Re: H264 Decoder Latency.

david_jacksonipfx_co · ‎08-18-2009

Hi,
We have been attempting to develop a video conferencing product using IPP, we have been having decoding latency problems. A bit of searching turned up http://software.intel.com/en-us/forums/showpost.php?p=36228, but changing the level_idc param does not seem to decrease the internal buffer size of the decoder. Is it possible to clarify what needs to be done in order to reduce the decoder frame buffer to 1 or 2 frames, some configuration examples would be great.

Has anybody else used the H246 codec in a real-time application? any tips would be appreciated.
Thank you in advance,
David.

Vladimir_Dudnik · ‎08-19-2009

Hi David,

there is comment from our experts: threading add delay in frames equal to number of threads. You may try to run decoder with numThreads=1 parameter. Engineering team also havethe questions to you on this:
-what is video resolution do you use
-what number of FPS you want to decode to
-whatare level_idc and profile_idc values in your case

Regards,
Vladimir

david_jacksonipfx_co · ‎08-19-2009

Quoting - Vladimir Dudnik (Intel)

Hi David,

there is comment from our experts: threading add delay in frames equal to number of threads. You may try to run decoder with numThreads=1 parameter.

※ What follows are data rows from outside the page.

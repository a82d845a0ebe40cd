//! Route handlers.

pub mod emotion;
pub mod index;

/// GET /health - Liveness probe.
pub async fn health() -> &'static str {
    "ok"
}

Engineering team also havethe questions to you on this:
-what is video resolution do you use
-what number of FPS you want to decode to
-whatare level_idc and profile_idc values in your case

Regards,
Vladimir

1. We are experimenting with different resolutions currently we are testing with 160x120, 320x240 and 640x480.
2. Once again thing this is currently variable, 10, 30 & 60 are the numbers we have been trying.
3. level_idc and profile_idc values not been configured to anything specific, encoder configuration is currently as per example code on the Intel website (clip res, frame rate, bit rate & slice number).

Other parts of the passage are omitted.